Não houve, felizmente, ferimentos graves, mas temos pena de não conseguir identificar a casa onde aconteceu este “acidente”.


(continua)

quinta-feira, 3 de setembro de 2009

O Vale de S. Paio

Esta pequena nota tem como destino o Brasil, mais propriamente o lugar de Pederneiras, até onde chegaram os "ecos" deste meu blogue e das histórias de Tavarede que aqui vou contando.

Pois, minha cara Senhora Lilian, tenho muito gosto em recordar um pouco daquela zona tavaredense onde viveu a minha conterrânea Preciosa Rodrigues Fileno Mota (Mota deve ser o apelido do marido) que, apesar de tão distante, não esquece a terra onde nasceu.

E ela tem razão em ter essas saudades. Nós próprios as sentimos, pois aquele aprazível local chamado "Prazo", termo norte do Vale de S. Paio, era um verdadeiro encanto. Toda aquela zona era amorosamente cultivada e tratada pelos seus proprietários ou arrendatários. O vale, por onde corria, embora já com pouca água, o ribeiro nascido na nascente "Olho de Perdiz" e que vinha regar as várzeas de Tavarede, era um jardim e uma horta sempre verdejante. As encostas, tanto do lado da Serra da Boa Viagem como do lado do Saltadouro, eram cobertas por enormes searas de milho, trigo, centeio e outros cereais, e por vinhas e pomares, tudo tratado a primor.

Vou transcrever um breve apontamento que se refere à capela do S. Paio.

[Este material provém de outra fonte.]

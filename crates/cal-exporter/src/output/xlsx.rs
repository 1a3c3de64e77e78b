//! Office Open XML spreadsheet export.
//!
//! The workbook is assembled from its XML parts and zipped: one sheet with
//! inline strings and a small style table (header, bordered body cell,
//! right-aligned number, bold label).

use std::io::Write;
use std::path::PathBuf;

use cal_core_rs::CalendarEvent;
use quick_xml::escape::escape;
use zip::write::SimpleFileOptions;
use zip::ZipWriter;

use super::helpers::{create_file, sheet_rows, Cell, RowKind, SheetRow, SHEET_NAME};
use super::{Exporter, Result};

/// Column widths in characters, one per header.
pub const COLUMN_WIDTHS: [u32; 9] = [12, 10, 10, 12, 10, 40, 50, 30, 30];

/// Index of the `Duration (h)` column.
const HOURS_COLUMN: usize = 3;

// Indexes into `cellXfs` in STYLES.
const STYLE_DEFAULT: u32 = 0;
const STYLE_HEADER: u32 = 1;
const STYLE_BODY: u32 = 2;
const STYLE_NUMBER: u32 = 3;
const STYLE_LABEL: u32 = 4;

const CONTENT_TYPES: &str = r#"<?xml version="1.0" encoding="UTF-8" standalone="yes"?>
<Types xmlns="http://schemas.openxmlformats.org/package/2006/content-types"><Default Extension="rels" ContentType="application/vnd.openxmlformats-package.relationships+xml"/><Default Extension="xml" ContentType="application/xml"/><Override PartName="/xl/workbook.xml" ContentType="application/vnd.openxmlformats-officedocument.spreadsheetml.sheet.main+xml"/><Override PartName="/xl/worksheets/sheet1.xml" ContentType="application/vnd.openxmlformats-officedocument.spreadsheetml.worksheet+xml"/><Override PartName="/xl/styles.xml" ContentType="application/vnd.openxmlformats-officedocument.spreadsheetml.styles+xml"/></Types>"#;

const ROOT_RELS: &str = r#"<?xml version="1.0" encoding="UTF-8" standalone="yes"?>
<Relationships xmlns="http://schemas.openxmlformats.org/package/2006/relationships"><Relationship Id="rId1" Type="http://schemas.openxmlformats.org/officeDocument/2006/relationships/officeDocument" Target="xl/workbook.xml"/></Relationships>"#;

const WORKBOOK_RELS: &str = r#"<?xml version="1.0" encoding="UTF-8" standalone="yes"?>
<Relationships xmlns="http://schemas.openxmlformats.org/package/2006/relationships"><Relationship Id="rId1" Type="http://schemas.openxmlformats.org/officeDocument/2006/relationships/worksheet" Target="worksheets/sheet1.xml"/><Relationship Id="rId2" Type="http://schemas.openxmlformats.org/officeDocument/2006/relationships/styles" Target="styles.xml"/></Relationships>"#;

const STYLES: &str = r#"<?xml version="1.0" encoding="UTF-8" standalone="yes"?>
<styleSheet xmlns="http://schemas.openxmlformats.org/spreadsheetml/2006/main"><fonts count="3"><font><sz val="11"/><name val="Calibri"/></font><font><b/><sz val="11"/><color rgb="FFFFFFFF"/><name val="Calibri"/></font><font><b/><sz val="11"/><name val="Calibri"/></font></fonts><fills count="3"><fill><patternFill patternType="none"/></fill><fill><patternFill patternType="gray125"/></fill><fill><patternFill patternType="solid"><fgColor rgb="FF4472C4"/><bgColor rgb="FF4472C4"/></patternFill></fill></fills><borders count="2"><border><left/><right/><top/><bottom/><diagonal/></border><border><left style="thin"/><right style="thin"/><top style="thin"/><bottom style="thin"/><diagonal/></border></borders><cellStyleXfs count="1"><xf numFmtId="0" fontId="0" fillId="0" borderId="0"/></cellStyleXfs><cellXfs count="5"><xf numFmtId="0" fontId="0" fillId="0" borderId="0" xfId="0"/><xf numFmtId="0" fontId="1" fillId="2" borderId="1" xfId="0" applyFont="1" applyFill="1" applyBorder="1" applyAlignment="1"><alignment horizontal="center" vertical="center"/></xf><xf numFmtId="0" fontId="0" fillId="0" borderId="1" xfId="0" applyBorder="1"/><xf numFmtId="0" fontId="0" fillId="0" borderId="1" xfId="0" applyBorder="1" applyAlignment="1"><alignment horizontal="right"/></xf><xf numFmtId="0" fontId="2" fillId="0" borderId="0" xfId="0" applyFont="1"/></cellXfs><cellStyles count="1"><cellStyle name="Normal" xfId="0" builtinId="0"/></cellStyles></styleSheet>"#;

/// Writes a single-sheet `.xlsx` workbook.
pub struct XlsxExporter {
    path: PathBuf,
}

impl XlsxExporter {
    pub fn new(path: impl Into<PathBuf>) -> Self {
        Self { path: path.into() }
    }
}

impl Exporter for XlsxExporter {
    fn export(&self, events: &[CalendarEvent]) -> Result<()> {
        let file = create_file(&self.path)?;
        let mut zip = ZipWriter::new(file);
        let options = SimpleFileOptions::default();

        let parts = [
            ("[Content_Types].xml", CONTENT_TYPES.to_string()),
            ("_rels/.rels", ROOT_RELS.to_string()),
            ("xl/workbook.xml", workbook_xml()),
            ("xl/_rels/workbook.xml.rels", WORKBOOK_RELS.to_string()),
            ("xl/styles.xml", STYLES.to_string()),
            ("xl/worksheets/sheet1.xml", sheet_xml(&sheet_rows(events))),
        ];
        for (name, content) in parts {
            zip.start_file(name, options)?;
            zip.write_all(content.as_bytes())?;
        }

        zip.finish()?;
        Ok(())
    }
}

fn workbook_xml() -> String {
    format!(
        r#"<?xml version="1.0" encoding="UTF-8" standalone="yes"?>
<workbook xmlns="http://schemas.openxmlformats.org/spreadsheetml/2006/main" xmlns:r="http://schemas.openxmlformats.org/officeDocument/2006/relationships"><sheets><sheet name="{}" sheetId="1" r:id="rId1"/></sheets></workbook>"#,
        escape(SHEET_NAME)
    )
}

/// Spreadsheet column letter for a zero-based index (`0` is `A`).
pub fn column_letter(index: usize) -> String {
    let mut n = index + 1;
    let mut letters = Vec::new();
    while n > 0 {
        let rem = (n - 1) % 26;
        letters.push(char::from(b'A' + rem as u8));
        n = (n - 1) / 26;
    }
    letters.iter().rev().collect()
}

fn cell_style(kind: RowKind, column: usize) -> u32 {
    match kind {
        RowKind::Header => STYLE_HEADER,
        RowKind::Event if column == HOURS_COLUMN => STYLE_NUMBER,
        RowKind::Event => STYLE_BODY,
        RowKind::Total if column == 0 => STYLE_LABEL,
        RowKind::Total | RowKind::Blank => STYLE_DEFAULT,
    }
}

fn sheet_xml(rows: &[SheetRow]) -> String {
    let mut xml = String::from(
        r#"<?xml version="1.0" encoding="UTF-8" standalone="yes"?>
<worksheet xmlns="http://schemas.openxmlformats.org/spreadsheetml/2006/main"><cols>"#,
    );
    for (i, width) in COLUMN_WIDTHS.iter().enumerate() {
        xml.push_str(&format!(
            r#"<col min="{n}" max="{n}" width="{width}" customWidth="1"/>"#,
            n = i + 1
        ));
    }
    xml.push_str("</cols><sheetData>");

    for (row_index, row) in rows.iter().enumerate() {
        let row_number = row_index + 1;
        if row.cells.is_empty() {
            continue;
        }
        xml.push_str(&format!(r#"<row r="{row_number}">"#));
        for (column, cell) in row.cells.iter().enumerate() {
            let reference = format!("{}{}", column_letter(column), row_number);
            let style = cell_style(row.kind, column);
            match cell {
                Cell::Text(text) => xml.push_str(&format!(
                    r#"<c r="{reference}" s="{style}" t="inlineStr"><is><t xml:space="preserve">{}</t></is></c>"#,
                    escape(text.as_str())
                )),
                Cell::Number(value) => xml.push_str(&format!(
                    r#"<c r="{reference}" s="{style}"><v>{value}</v></c>"#
                )),
            }
        }
        xml.push_str("</row>");
    }

    xml.push_str("</sheetData></worksheet>");
    xml
}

"Está integrada na Quinta do Praso – Vale de São Paio – ao Saltadouro. Cerca de 2 quilómetros a montante de Tavarede, e a 1 do lado nascente da povoação da Serra da Boa Viagem, encontrava-se, em 1932, assim descrita, na matriz urbana da freguesia de Tavarede, sob o artº. 405, em nome de Maria do Sacramento Monteiro: “uma capela particular, construída de pedra e cal, coberta de telha portuguesa; confronta do N.S.O.E. com pinhais da própria; tem de superfície coberta 14 m2 e de rendimento líquido, 18$00!”.

Fora a quinta adquirida, há largos anos, por Caetano Gaspar Pestana, casado com Maria da Conceição da Silva Pestana, avós paternos das Senhoras Pestanas. Encontrou este a capelinha em ruínas, e mutilada a imagem do patrono, e logo procedeu ao seu restauro, trabalho de que se encarregou, com mestria, o hábil artista-estucador, natural de Afife, Domingos Rodrigues Ennes Ramos, aqui radicado.
Tempo depois, Caetano Pestana, que viria a falecer em 25 de Agosto de 1883, com 63 anos, incompletos, vendia a “Quinta do Praso” à família de Monteiro de Sousa, que ainda a detém, e com ela a capelinha.
É neste Vale de São Paio que existe a famosa nascente “Olho de Perdiz”, donde, durante anos e até ao verão de 1927, a nossa cidade foi abastecida de água potável, exploração feita até 1924 pela “The Anglo-Portuguese Gas and Water Cº. Ltd.”, com sede em Londres, de que era gerente, entre nós, o engº. Walter R. Jones, que ainda conhecemos
".
Entre a capela referida e a casa da Família Fileno, situada no alto da encosta, perto do chamado "caminho dos Pejeiros", havia um enorme pinhal. Hoje está tudo muito diferente, mesmo irreconhecível. A propriedade dos "Filenos" foi vendida, julgo que a um advogado da Figueira. A velha casa de habitação, com celeiro e adega, chegou a ser transformada numa espécie de "boite" ou "discoteca", mas que funcionou pouco tempo. Hoje não sei se lá vive alguém. O caminho que descia até ao vale ha muitos anos que está impraticável.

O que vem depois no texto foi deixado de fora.